Nesse sentido, o livro que indiquei acima, poderia ser, para mim, uma boa ajuda para dar mais forma e consistência aos meus rituais da manhã. As práticas que são propostas são interessantes e são um bom contributo para o “aprimoramento pessoal”, expressão que achei interessante: fazer exercício físico, ler, escrever, repetir afirmações positivas, visualizar, meditar – tudo práticas positivas e que tornam o início do dia, se não milagroso, pelo menos mais saboroso. Paralelamente, existe a possibilidade de o praticante se juntar à comunidade mundial de praticantes da manhã milagrosa: é engraçado ver tanta gente, de pontos diferentes do mundo, introduzindo práticas que os ajudam a melhorar como seres humanos.
Eu sei que a indústria da autoajuda movimenta muitos milhões e é, portanto, um negócio – e onde há um negócio há práticas para visar o lucro e fomentar o consumo.

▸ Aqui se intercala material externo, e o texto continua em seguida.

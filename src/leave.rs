use crate::model::{LeaveInterval, SalespersonId, Team};
use chrono::NaiveDateTime;

/// Source de congés consultée par le calcul d'échéance (lecture seule).
pub trait LeaveCalendar {
    /// Vrai si un congé approuvé couvre `at` pour ce vendeur.
    fn is_on_leave_at(&self, salesperson: &SalespersonId, at: NaiveDateTime) -> bool;
}

/// Congés d'un seul vendeur, l'identifiant est ignoré.
impl LeaveCalendar for [LeaveInterval] {
    fn is_on_leave_at(&self, _salesperson: &SalespersonId, at: NaiveDateTime) -> bool {
        self.iter().any(|leave| leave.blocks(at))
    }
}

impl LeaveCalendar for Vec<LeaveInterval> {
    fn is_on_leave_at(&self, salesperson: &SalespersonId, at: NaiveDateTime) -> bool {
        self.as_slice().is_on_leave_at(salesperson, at)
    }
}

impl LeaveCalendar for Team {
    fn is_on_leave_at(&self, salesperson: &SalespersonId, at: NaiveDateTime) -> bool {
        self.find_by_id(salesperson)
            .is_some_and(|p| p.leaves.is_on_leave_at(salesperson, at))
    }
}
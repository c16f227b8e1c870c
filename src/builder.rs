//! Builder pattern for `LiveCapture`.

use crate::session::Session;
use crate::source::DeviceSource;
use crate::{
    event_callback, DeviceSelection, EventCallback, OverflowPolicy, StreamConfig, StreamError,
    StreamEvent,
};

/// Entry point for live capture sessions.
///
/// # Example
///
/// ```
/// use scope_stream::{LiveCapture, MockSource, OverflowPolicy};
///
/// let source = MockSource::new().unpaced();
/// let session = LiveCapture::builder()
///     .sample_rate(48000)
///     .block_len(512)
///     .policy(OverflowPolicy::bounded(4))
///     .open(&source)?;
///
/// assert!(session.is_running());
/// # Ok::<(), scope_stream::StreamError>(())
/// ```
pub struct LiveCapture;

impl LiveCapture {
    /// Creates a builder with default settings (44.1kHz mono, 1024-frame blocks).
    pub fn builder() -> LiveCaptureBuilder {
        LiveCaptureBuilder::new()
    }
}

/// Builder for configuring and opening a capture [`Session`].
///
/// Use [`LiveCapture::builder()`] to create a new builder.
#[must_use]
pub struct LiveCaptureBuilder {
    config: StreamConfig,
    policy: OverflowPolicy,
    event_callback: Option<EventCallback>,
}

impl Default for LiveCaptureBuilder {
    fn default() -> Self {
        Self::new()
    }
}

impl LiveCaptureBuilder {
    /// Creates a new builder with default settings.
    pub fn new() -> Self {
        Self {
            config: StreamConfig::default(),
            policy: OverflowPolicy::default(),
            event_callback: None,
        }
    }

    /// Set the sample rate in Hz.
    pub fn sample_rate(mut self, sample_rate: u32) -> Self {
        self.config.sample_rate = sample_rate;
        self
    }

    /// Set the number of interleaved channels.
    pub fn channels(mut self, channels: u16) -> Self {
        self.config.channels = channels;
        self
    }

    /// Set the number of frames per block.
    pub fn block_len(mut self, block_len: usize) -> Self {
        self.config.block_len = block_len;
        self
    }

    /// Select the input device.
    pub fn device(mut self, device: DeviceSelection) -> Self {
        self.config.device = device;
        self
    }

    /// Set what happens when the renderer falls behind.
    ///
    /// Default: [`OverflowPolicy::LatestWins`]
    pub fn policy(mut self, policy: OverflowPolicy) -> Self {
        self.policy = policy;
        self
    }

    /// Set a callback to receive runtime events.
    ///
    /// Events include state transitions, device errors, and the final close summary.
    pub fn on_event<F>(mut self, callback: F) -> Self
    where
        F: Fn(StreamEvent) + Send + Sync + 'static,
    {
        self.event_callback = Some(event_callback(callback));
        self
    }

    /// Set custom stream configuration.
    pub fn with_config(mut self, config: StreamConfig) -> Self {
        self.config = config;
        self
    }

    /// Returns the configuration built so far.
    pub fn config(&self) -> &StreamConfig {
        &self.config
    }

    /// Creates an idle session without opening a device.
    ///
    /// # Errors
    ///
    /// Returns `InvalidConfig` if the config or policy is unusable.
    pub fn build(self) -> Result<Session, StreamError> {
        Session::with_event_callback(self.config, self.policy, self.event_callback)
    }

    /// Opens the configured device and returns a running session.
    ///
    /// # Errors
    ///
    /// Returns an error if:
    /// - The config or policy is invalid
    /// - The device cannot be opened
    pub fn open<S: DeviceSource + ?Sized>(self, source: &S) -> Result<Session, StreamError> {
        let mut session = self.build()?;
        session.open(source)?;
        Ok(session)
    }
}

#[cfg(test)]
mod tests {
    use super::*;
    use crate::source::MockSource;
    use crate::StreamState;
    use std::sync::atomic::{AtomicUsize, Ordering};
    use std::sync::Arc;

    #[test]
    fn test_builder_defaults() {
        let builder = LiveCapture::builder();
        assert_eq!(builder.config(), &StreamConfig::default());
        assert_eq!(builder.policy, OverflowPolicy::LatestWins);
        assert!(builder.event_callback.is_none());
    }

    #[test]
    fn test_builder_setters() {
        let builder = LiveCapture::builder()
            .sample_rate(48000)
            .channels(2)
            .block_len(256)
            .device(DeviceSelection::Index(1));

        let config = builder.config();
        assert_eq!(config.sample_rate, 48000);
        assert_eq!(config.channels, 2);
        assert_eq!(config.block_len, 256);
        assert_eq!(config.device, DeviceSelection::Index(1));
    }

    #[test]
    fn test_builder_with_config() {
        let config = StreamConfig {
            sample_rate: 8000,
            ..Default::default()
        };
        let builder = LiveCapture::builder().with_config(config.clone());
        assert_eq!(builder.config(), &config);
    }

    #[test]
    fn test_builder_rejects_zero_block_len() {
        let result = LiveCapture::builder().block_len(0).build();
        assert!(matches!(result, Err(StreamError::InvalidConfig { .. })));
    }

    #[test]
    fn test_builder_rejects_empty_queue() {
        let result = LiveCapture::builder()
            .policy(OverflowPolicy::bounded(0))
            .build();
        assert!(matches!(result, Err(StreamError::InvalidConfig { .. })));
    }

    #[test]
    fn test_builder_build_is_idle() {
        let session = LiveCapture::builder().build().unwrap();
        assert_eq!(session.state(), StreamState::Idle);
    }

    #[test]
    fn test_builder_open_unavailable_device() {
        let source = MockSource::new().unavailable("device busy");
        let result = LiveCapture::builder().open(&source);
        assert!(matches!(result, Err(StreamError::DeviceUnavailable { .. })));
        assert_eq!(source.releases(), 0);
    }

    #[test]
    fn test_builder_event_callback_is_wired() {
        let events = Arc::new(AtomicUsize::new(0));
        let counter = Arc::clone(&events);

        let source = MockSource::new();
        let mut session = LiveCapture::builder()
            .on_event(move |_| {
                counter.fetch_add(1, Ordering::SeqCst);
            })
            .open(&source)
            .unwrap();
        session.close();

        // Idle->Running, Opened, Running->Stopping, Stopping->Closed, Closed
        assert_eq!(events.load(Ordering::SeqCst), 5);
    }
}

Dito isto, tenho alguns pensamentos:
a) Se não forem estes gurus da autoajuda, que outras instâncias existem hoje que ajudem as pessoas a lutarem por serem melhores, por fixarem objetivos e lutarem por eles? A Filosofia e a Religião, de alguma forma e, sem os excessos de “o céu é o limite”, ofereciam esse trabalho de auto-superação, de conversão, de seguir um caminho de um “menos” para um “mais”, o que quer que estes sejam. No caso do cristianismo, existe a noção de “combate” – o trabalho que fazemos sobre nós próprios , precedidos e ajudados pela graça de Deus – que confere sentido, intensidade e direção aos nossos dias. Pergunto-me se hoje não estamos a perder isso de vista, tornando-nos “couch potatoes”, isto é adormecidos-no-sofá… Não virá a autoajuda suprir essa lacuna?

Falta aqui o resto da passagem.